Nichols v. United States
Headline: Court limits federal sex-offender update rule, holding that SORNA does not require former residents who move abroad to update their old State’s registry, narrowing when the federal crime applies and who is affected.
Holding: The Court held that under SORNA a person who moves from a State to a foreign country is not required to appear in the State they left to update their sex-offender registration, and it reversed the Tenth Circuit's decision.
- SORNA no longer requires former State registration updates after moving abroad.
- States can still enforce their own registration and reporting laws.
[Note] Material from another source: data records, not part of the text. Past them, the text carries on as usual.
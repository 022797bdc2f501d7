mod changes;
mod models;
mod queries;
mod schema;
mod store;

pub use changes::{ChangeSet, LibraryObserver};
pub use models::{
    Album, Artist, Composer, DiscoverSource, Genre, ImportBatch, Lyricist, Track, TrackFile,
    TrackMetadata,
};
pub use schema::LATEST_GENERATION;
pub use store::{LibraryDbConfig, MusicLibraryDb};
use anyhow::{Context, Result};
use clap::{Parser, Subcommand};
use fonoteca::{ImportBatch, LibraryDbConfig, MusicLibraryDb};
use std::path::PathBuf;
use tracing::info;
use tracing_subscriber::{layer::SubscriberExt, util::SubscriberInitExt, EnvFilter};

fn parse_path(s: &str) -> Result<PathBuf> {
    let path_buf = PathBuf::from(s);
    let original_path = match path_buf.canonicalize() {
        Ok(path) => path,
        Err(msg) => {
            if msg.kind() == std::io::ErrorKind::NotFound {
                path_buf
            } else {
                return Err(msg).with_context(|| format!("Error resolving path: {}", s));
            }
        }
    };
    if original_path.is_absolute() {
        return Ok(original_path);
    }
    let cwd = std::env::current_dir()?;
    Ok(cwd.join(original_path))
}

#[derive(Parser, Debug)]
#[command(name = "fonoteca", about = "Local music library database")]
struct CliArgs {
    /// Path to the SQLite library database file (created if absent).
    #[clap(value_parser = parse_path)]
    db_path: PathBuf,

    #[command(subcommand)]
    command: Command,
}

#[derive(Subcommand, Debug)]
enum Command {
    /// Import a JSON batch of scanned track metadata.
    Import {
        /// JSON file with a `tracks` array and an optional `covers` map.
        batch_file: PathBuf,
    },
    /// Remove tracks by file URI.
    Remove { file_uris: Vec<String> },
    /// Print library counts.
    Stats,
    /// List albums.
    Albums,
    /// List canonical tracks, optionally restricted to one album.
    Tracks {
        #[clap(long)]
        album_id: Option<u64>,
    },
    /// List the most recently played tracks.
    Recent {
        #[clap(long, default_value_t = 20)]
        count: usize,
    },
    /// List the most frequently played tracks.
    Frequent {
        #[clap(long, default_value_t = 20)]
        count: usize,
    },
    /// Dump the file URI to modification-time map the store would hand a
    /// scanner for rescan/remove decisions.
    Restored,
}

fn main() -> Result<()> {
    tracing_subscriber::registry()
        .with(EnvFilter::try_from_default_env().unwrap_or_else(|_| EnvFilter::new("info")))
        .with(tracing_subscriber::fmt::layer())
        .init();

    let args = CliArgs::parse();
    let mut db = MusicLibraryDb::open(&LibraryDbConfig::at_path(&args.db_path))?;

    match args.command {
        Command::Import { batch_file } => {
            let raw = std::fs::read_to_string(&batch_file)
                .with_context(|| format!("reading batch file {}", batch_file.display()))?;
            let batch: ImportBatch = serde_json::from_str(&raw)
                .with_context(|| format!("parsing batch file {}", batch_file.display()))?;
            info!("importing {} tracks", batch.tracks.len());
            let changes = db.insert_tracks_list(&batch.tracks, &batch.covers);
            println!(
                "added {} artists, {} albums, {} tracks; modified {} albums, {} tracks",
                changes.inserted_artists.len(),
                changes.inserted_albums.len(),
                changes.inserted_tracks.len(),
                changes.modified_albums.len(),
                changes.modified_tracks.len(),
            );
        }
        Command::Remove { file_uris } => {
            let changes = db.remove_tracks_list(&file_uris);
            println!(
                "removed {} tracks, {} albums, {} artists",
                changes.removed_tracks.len(),
                changes.removed_albums.len(),
                changes.removed_artists.len(),
            );
        }
        Command::Stats => {
            println!("artists: {}", db.artist_count());
            println!("albums:  {}", db.album_count());
            println!("tracks:  {}", db.track_count());
        }
        Command::Albums => {
            for album in db.all_albums() {
                println!(
                    "[{}] {} - {} ({} tracks)",
                    album.id,
                    album.title,
                    album.artist_name.as_deref().unwrap_or("<unknown artist>"),
                    album.tracks_count,
                );
            }
        }
        Command::Tracks { album_id } => {
            let tracks = match album_id {
                Some(id) => db.tracks_of_album(id),
                None => db.all_tracks(),
            };
            for track in tracks {
                println!(
                    "[{}] {} - {} ({})",
                    track.id,
                    track.title,
                    track.artist_name.as_deref().unwrap_or("<unknown artist>"),
                    track.file_name,
                );
            }
        }
        Command::Recent { count } => {
            for track in db.recently_played_tracks(count) {
                println!("[{}] {} ({})", track.id, track.title, track.file_name);
            }
        }
        Command::Frequent { count } => {
            for track in db.frequently_played_tracks(count) {
                println!("[{}] {} ({})", track.id, track.title, track.file_name);
            }
        }
        Command::Restored => {
            let map = db.restored_tracks();
            let json = serde_json::to_string_pretty(&map)?;
            println!("{json}");
        }
    }
    Ok(())
}
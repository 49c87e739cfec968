//! Bridge lifecycle guard
//!
//! `Uninitialized -> Initialized -> Disposed`, forward only. Operations hold a shared lock
//! for their whole duration so `dispose` can never run underneath them.

use std::fmt;

use parking_lot::RwLock;
use serde::Serialize;

use crate::error::{BridgeError, BridgeResult};

#[derive(Debug, Clone, Copy, PartialEq, Eq, Serialize)]
#[serde(rename_all = "camelCase")]
pub enum LifecycleState {
    Uninitialized,
    Initialized,
    Disposed,
}

impl fmt::Display for LifecycleState {
    fn fmt(&self, f: &mut fmt::Formatter<'_>) -> fmt::Result {
        let name = match self {
            Self::Uninitialized => "uninitialized",
            Self::Initialized => "initialized",
            Self::Disposed => "disposed",
        };
        f.write_str(name)
    }
}

#[derive(Debug)]
pub struct LifecycleGuard {
    state: RwLock<LifecycleState>,
}

impl Default for LifecycleGuard {
    fn default() -> Self {
        Self::new()
    }
}

impl LifecycleGuard {
    pub fn new() -> Self {
        Self {
            state: RwLock::new(LifecycleState::Uninitialized),
        }
    }

    pub fn state(&self) -> LifecycleState {
        *self.state.read_recursive()
    }

    /// Run `init` and move to `Initialized` if it succeeds.
    ///
    /// Only legal from `Uninitialized`; a failed `init` leaves the state unchanged.
    pub fn initialize_with<R>(&self, init: impl FnOnce() -> BridgeResult<R>) -> BridgeResult<R> {
        let mut state = self.state.write();
        if *state != LifecycleState::Uninitialized {
            return Err(BridgeError::lifecycle("initialize", *state));
        }
        let result = init()?;
        *state = LifecycleState::Initialized;
        tracing::info!("Bridge initialized");
        Ok(result)
    }

    /// Run `op` while the bridge is initialized
    pub fn with_initialized<R>(
        &self,
        operation: &'static str,
        op: impl FnOnce() -> BridgeResult<R>,
    ) -> BridgeResult<R> {
        let state = self.state.read_recursive();
        if *state != LifecycleState::Initialized {
            tracing::warn!("{} rejected: bridge is {}", operation, *state);
            return Err(BridgeError::lifecycle(operation, *state));
        }
        op()
    }

    /// Run `op` unless the bridge is disposed; for settings that may precede `initialize`
    pub fn with_live<R>(&self, operation: &'static str, op: impl FnOnce() -> BridgeResult<R>) -> BridgeResult<R> {
        let state = self.state.read_recursive();
        if *state == LifecycleState::Disposed {
            tracing::warn!("{} rejected: bridge is disposed", operation);
            return Err(BridgeError::lifecycle(operation, *state));
        }
        op()
    }

    /// Run `teardown` and move to `Disposed`.
    ///
    /// `teardown` receives the state being left. Disposing twice is an error.
    pub fn dispose_with(&self, teardown: impl FnOnce(LifecycleState)) -> BridgeResult<()> {
        let mut state = self.state.write();
        if *state == LifecycleState::Disposed {
            return Err(BridgeError::lifecycle("dispose", *state));
        }
        teardown(*state);
        *state = LifecycleState::Disposed;
        tracing::info!("Bridge disposed");
        Ok(())
    }
}

#[cfg(test)]
mod tests {
    use super::*;

    #[test]
    fn test_forward_only_transitions() {
        let guard = LifecycleGuard::new();
        assert!(guard.with_initialized("hangUp", || Ok(())).is_err());

        guard.initialize_with(|| Ok(())).unwrap();
        assert_eq!(guard.state(), LifecycleState::Initialized);
        assert_eq!(guard.with_initialized("hangUp", || Ok(7)).unwrap(), 7);

        for _ in 0..2 {
            let err = guard.initialize_with(|| Ok(())).unwrap_err();
            assert!(matches!(
                err,
                BridgeError::Lifecycle { operation: "initialize", state: LifecycleState::Initialized }
            ));
        }

        guard.dispose_with(|_| {}).unwrap();
        assert!(matches!(
            guard.with_initialized("hangUp", || Ok(())),
            Err(BridgeError::Lifecycle { state: LifecycleState::Disposed, .. })
        ));
        assert!(guard.dispose_with(|_| {}).is_err());
        assert!(guard.initialize_with(|| Ok(())).is_err());
    }

    #[test]
    fn test_failed_initialize_can_be_retried() {
        let guard = LifecycleGuard::new();
        let err = guard
            .initialize_with(|| BridgeError::check_code("initialize", -60003))
            .unwrap_err();
        assert!(matches!(err, BridgeError::Sdk { code: -60003, .. }));
        assert_eq!(guard.state(), LifecycleState::Uninitialized);

        guard.initialize_with(|| Ok(())).unwrap();
        assert_eq!(guard.state(), LifecycleState::Initialized);
    }

    #[test]
    fn test_dispose_before_initialize() {
        let guard = LifecycleGuard::new();
        let mut left = None;
        guard.dispose_with(|from| left = Some(from)).unwrap();
        assert_eq!(left, Some(LifecycleState::Uninitialized));
        assert_eq!(guard.state(), LifecycleState::Disposed);
    }

    #[test]
    fn test_live_operations_only_stop_at_dispose() {
        let guard = LifecycleGuard::new();
        assert!(guard.with_live("configureCallKit", || Ok(())).is_ok());
        guard.initialize_with(|| Ok(())).unwrap();
        assert!(guard.with_live("configureCallKit", || Ok(())).is_ok());
        guard.dispose_with(|_| {}).unwrap();
        assert!(guard.with_live("configureCallKit", || Ok(())).is_err());
    }
}
//! Native call UI adapter
//!
//! Reconciles engine sessions with the OS call representation in both directions.
//!
//! # Outbound (engine -> OS)
//!
//! [`report_outgoing_call`](NativeCallUiAdapter::report_outgoing_call) allocates a
//! [`PlatformToken`], records it in the [`SessionRegistry`] and announces the call. If the OS
//! refuses, the entry is rolled back, the engine session is hung up directly (not through this
//! adapter) and a single [`BridgeEvent::NativeUiFailure`] is published.
//!
//! The other `report_*` methods are best-effort: with native UI disabled, or for a session
//! without a token, they do nothing. OS failures are logged, never propagated.
//!
//! # Inbound (OS -> engine)
//!
//! [`handle_action`](NativeCallUiAdapter::handle_action) resolves the token, runs the facade
//! operation, completes the OS action and then publishes the matching `NativeUi*` event.
//! An unknown token fails the action and publishes nothing.
//!
//! # Audio route
//!
//! [`on_audio_route_changed`](NativeCallUiAdapter::on_audio_route_changed) compares against the
//! last applied or observed speaker state and ignores notifications raised while one is
//! already being handled. The application's own speaker changes go through
//! [`set_speaker`](NativeCallUiAdapter::set_speaker), which records the state first so the
//! OS echo of that change is not reported back. After [`shutdown`](NativeCallUiAdapter::shutdown)
//! route notifications are dropped.

use std::sync::atomic::{AtomicBool, Ordering};
use std::sync::Arc;

use parking_lot::{Mutex, RwLock};

use crate::config::{dtmf_code, DtmfMethod, NativeUiConfig};
use crate::control::CallControl;
use crate::error::{BridgeError, BridgeResult};
use crate::events::{BridgeEvent, EventForwarder};
use crate::lifecycle::LifecycleState;
use crate::native_ui::{
    ActionAck, EndReason, HostContext, NativeAction, NativeCallUi, NativeCallUiFactory, NativeUiError,
};
use crate::registry::SessionRegistry;
use crate::session::CallTable;
use crate::types::{CallLifecycleState, PlatformToken, SessionId};

/// Duration of DTMF tones requested from the OS keypad
const NATIVE_DTMF_DURATION_MS: u32 = 160;

pub struct NativeCallUiAdapter {
    registry: SessionRegistry,
    calls: Arc<CallTable>,
    control: Arc<CallControl>,
    events: EventForwarder,
    factory: Arc<dyn NativeCallUiFactory>,
    provider: RwLock<Option<Arc<dyn NativeCallUi>>>,
    config: Mutex<Option<NativeUiConfig>>,
    host: RwLock<Option<Arc<dyn HostContext>>>,
    /// Last speaker state applied by the application or observed from the OS
    speaker: Mutex<Option<bool>>,
    in_route_change: AtomicBool,
    shut_down: AtomicBool,
}

impl std::fmt::Debug for NativeCallUiAdapter {
    fn fmt(&self, f: &mut std::fmt::Formatter<'_>) -> std::fmt::Result {
        f.debug_struct("NativeCallUiAdapter")
            .field("enabled", &self.is_enabled())
            .field("registry", &self.registry)
            .field("speaker", &*self.speaker.lock())
            .finish()
    }
}

/// Restores the route-change flag when handling finishes
struct RouteChangeGuard<'a> {
    flag: &'a AtomicBool,
    restore: bool,
}

impl Drop for RouteChangeGuard<'_> {
    fn drop(&mut self) {
        self.flag.store(self.restore, Ordering::Release);
    }
}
- A newer federal travel-notification law can criminalize some international travel without notice.
Summary
Background
A man who had been required to register as a sex offender in Kansas moved to the Philippines without telling Kansas authorities. The United States charged him under a federal law called SORNA for failing to update his registration in Kansas after he left. Lower courts split on whether the State he left still counted as an "involved" jurisdiction that he had to notify.
Reasoning
The central question was whether the State a person leaves still counts as a place he must appear to update his registration. The Court focused on the text of SORNA, which says a person must register where he "resides," "is an employee," or "is a student"—all written in the present tense. The Court explained that after the man moved to the Philippines he no longer "resided" in Kansas, so Kansas was not an "involved" jurisdiction under that provision. Because SORNA requires in-person notice in a current jurisdiction within three business days, the law did not require him to return to Kansas to update the old registration. The Court reversed the Tenth Circuit.
Real world impact
The decision means that, under SORNA as written, people who leave the country are not automatically required to appear in the State they left to update federal registration information. The opinion notes that Congress and States have other tools: a newer federal travel-notification law and Kansas's own reporting rules still criminalize or penalize some conduct. This ruling interprets the specific SORNA text and does not eliminate other federal or state obligations that apply to travelers.